By | General Interest, Great Lakes, HPC, News, Research, Uncategorized

How can technology services like high-performance computing and storage help a political scientist contribute to more equal access to electricity around the world? 

Brian Min, associate professor of political science and research associate professor with the Center for Political Studies, and lead researcher Zachary O’Keeffe have been using nightly satellite imagery to generate new indicators of electricity access and reliability across the world as part of the High-Resolution Electricity Access (HREA) project. 

The collection of satellite imagery is unique in its temporal and spatial coverage. For more than three decades, images have captured nighttime light output over every corner of the globe, every single night. By studying small variations in light output over time, the goal is to identify patterns and anomalies to determine if an area is electrified, when it got electrified, and when the power is out. This work yields the highest resolution estimates of energy access and reliability anywhere in the world.

A satellite image of Kenya in 2017

This image of Kenya from 2017 shows a model-based classification of electrification status based upon all night statistically recalibrated 2017 VIIRS light output. (Image courtesy Dr. Min. Sources: NOAA, VIIRS DNB, Facebook/CIESIN HRSL).

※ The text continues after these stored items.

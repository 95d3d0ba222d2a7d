use std::fs;
use std::path::PathBuf;
use std::process::ExitCode;

use clap::Parser;
use lib_cv::board::{BoardSpec, DICT_7X7_1000, make_board};
use lib_cv::calibration::Intrinsics;
use lib_cv::record::CalibrationRecord;
use lib_cv::synthetic::{calibration_poses, render_view};
use log::{error, info, warn};
use opencv::core::{Size, Vector};
use opencv::imgcodecs;
use opencv::prelude::*;
use opencv::objdetect::PredefinedDictionaryType;

/// Генерация доски ChArUco для печати и синтетических снимков с известной камерой.
#[derive(Parser)]
#[command(version)]
struct Cli {
    /// squaresX
    #[arg(long, default_value_t = 16)]
    sx: i32,

    /// squaresY
    #[arg(long, default_value_t = 11)]
    sy: i32,

    /// Сторона клетки в метрах.
    #[arg(long, default_value_t = 0.050)]
    square: f32,

    /// Сторона маркера в метрах.
    #[arg(long, default_value_t = 0.037)]
    marker: f32,

    /// Словарь маркеров (id OpenCV).
    #[arg(long, default_value_t = DICT_7X7_1000)]
    dict: i32,

    /// Пикселей на клетку.
    #[arg(long, default_value_t = 100)]
    px_per_square: i32,

    /// Белое поле вокруг доски, px.
    #[arg(long, default_value_t = 0)]
    margin: i32,

    /// Файл доски.
    #[arg(long, default_value = "charuco_board.png")]
    out: PathBuf,

    /// Сколько синтетических снимков сделать.
    #[arg(long, default_value_t = 0)]
    views: usize,

    /// Папка для синтетических снимков и файла с параметрами камеры.
    #[arg(long, default_value = "synthetic_views")]
    views_dir: PathBuf,

    /// Фокусное расстояние синтетической камеры, px.
    #[arg(long, default_value_t = 1000.0)]
    focal: f64,

    /// Ширина синтетического снимка.
    #[arg(long, default_value_t = 1280)]
    width: i32,

    /// Высота синтетического снимка.
    #[arg(long, default_value_t = 960)]
    height: i32,

    /// Вывести доступные словари и выйти.
    #[arg(long)]
    list_dicts: bool,
}

struct ChArUcoDict {
    id: i32,
    name: String,
    amount: i32,
}

impl ChArUcoDict {
    fn new(id: i32) -> Option<Self> {
        let dict_type = PredefinedDictionaryType::try_from(id).ok()?;
        let name = format!("{:?}", dict_type);
        let amount = name
            .rsplit_once('_')
            .and_then(|(_, amount)| amount.parse().ok())?;
        Some(Self { id, name, amount })
    }
}

fn dictionaries() -> Vec<ChArUcoDict> {
    (0..=21).filter_map(ChArUcoDict::new).collect()
}

fn write_image(path: &PathBuf, image: &opencv::core::Mat) -> lib_cv::Result<()> {
    if !imgcodecs::imwrite(&path.to_string_lossy(), image, &Vector::new())? {
        return Err(lib_cv::Error::Io(std::io::Error::other(format!(
            "не удалось записать {}",
            path.display()
        ))));
    }
    Ok(())
}

fn run(cli: &Cli) -> lib_cv::Result<()> {
    let spec = BoardSpec {
        squares_x: cli.sx,
        squares_y: cli.sy,
        square_length_m: cli.square,
        marker_length_m: cli.marker,
        dictionary_id: cli.dict,
    };

    let markers = spec.squares_x * spec.squares_y / 2;
    if let Some(dict) = ChArUcoDict::new(spec.dictionary_id) {
        if markers > dict.amount {
            warn!(
                "Доске {}x{} нужно {} маркеров, а в {} только {}",
                spec.squares_x, spec.squares_y, markers, dict.name, dict.amount
            );
        }
    }

    let board = make_board(&spec)?;
    let pattern = board.render(cli.px_per_square, cli.margin)?;
    write_image(&cli.out, &pattern)?;
    info!(
        "Доска {}x{} записана в {} ({}x{} px)",
        spec.squares_x,
        spec.squares_y,
        cli.out.display(),
        pattern.cols(),
        pattern.rows()
    );

    if cli.views == 0 {
        return Ok(());
    }

    let poses = calibration_poses(&board)?;
    if cli.views > poses.len() {
        warn!("Доступно только {} поз, будет сделано {} снимков", poses.len(), poses.len());
    }
    fs::create_dir_all(&cli.views_dir)?;

    let size = Size::new(cli.width, cli.height);
    let intrinsics = Intrinsics::new(
        cli.focal,
        cli.focal,
        cli.width as f64 / 2.0,
        cli.height as f64 / 2.0,
    );
    for (i, pose) in poses.iter().take(cli.views).enumerate() {
        let view = render_view(&board, &intrinsics, size, pose)?;
        write_image(&cli.views_dir.join(format!("view_{:02}.png", i)), &view)?;
    }

    let truth = CalibrationRecord {
        camera_matrix: intrinsics.camera_matrix,
        distortion: intrinsics.distortion.clone(),
        dictionary_id: Some(spec.dictionary_id),
        squares_x: Some(spec.squares_x),
        squares_y: Some(spec.squares_y),
        square_length_m: Some(spec.square_length_m),
        marker_length_m: Some(spec.marker_length_m),
        image_size: Some([cli.width, cli.height]),
        reproj_error_px: None,
    };
    truth.write_json(cli.views_dir.join("truth_intrinsics.json"))?;
    info!(
        "Синтетические снимки ({}) и параметры камеры записаны в {}",
        cli.views.min(poses.len()),
        cli.views_dir.display()
    );
    Ok(())
}

fn main() -> ExitCode {
    env_logger::Builder::from_env(env_logger::Env::default().default_filter_or("info")).init();
    let cli = Cli::parse();

    if cli.list_dicts {
        for dict in dictionaries() {
            println!("{:>2}  {:<24} {}", dict.id, dict.name, dict.amount);
        }
        return ExitCode::SUCCESS;
    }

    match run(&cli) {
        Ok(()) => ExitCode::SUCCESS,
        Err(e) => {
            error!("{}", e);
            ExitCode::FAILURE
        }
    }
}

LSA Technology Services and ARC both worked closely with Min’s team to relieve pain points and design highly-optimized, automated workflows. Mark Champe, application programmer/analyst senior, LSA Technology Services, explained that, “a big part of the story here is finding useful information in datasets that were created and collected for other purposes. Dr. Min is able to ask these questions because the images were previously captured, and then it becomes the very large task of finding a tiny signal in a huge dataset.”

There are more than 250 terabytes of satellite imagery and data, across more than 3 million files. And with each passing night, the collection continues to grow. Previously, the images were not easily accessible because they were archived in deep storage in multiple locations. ARC provides processing and storage at a single place, an important feature for cohesive and timely research. 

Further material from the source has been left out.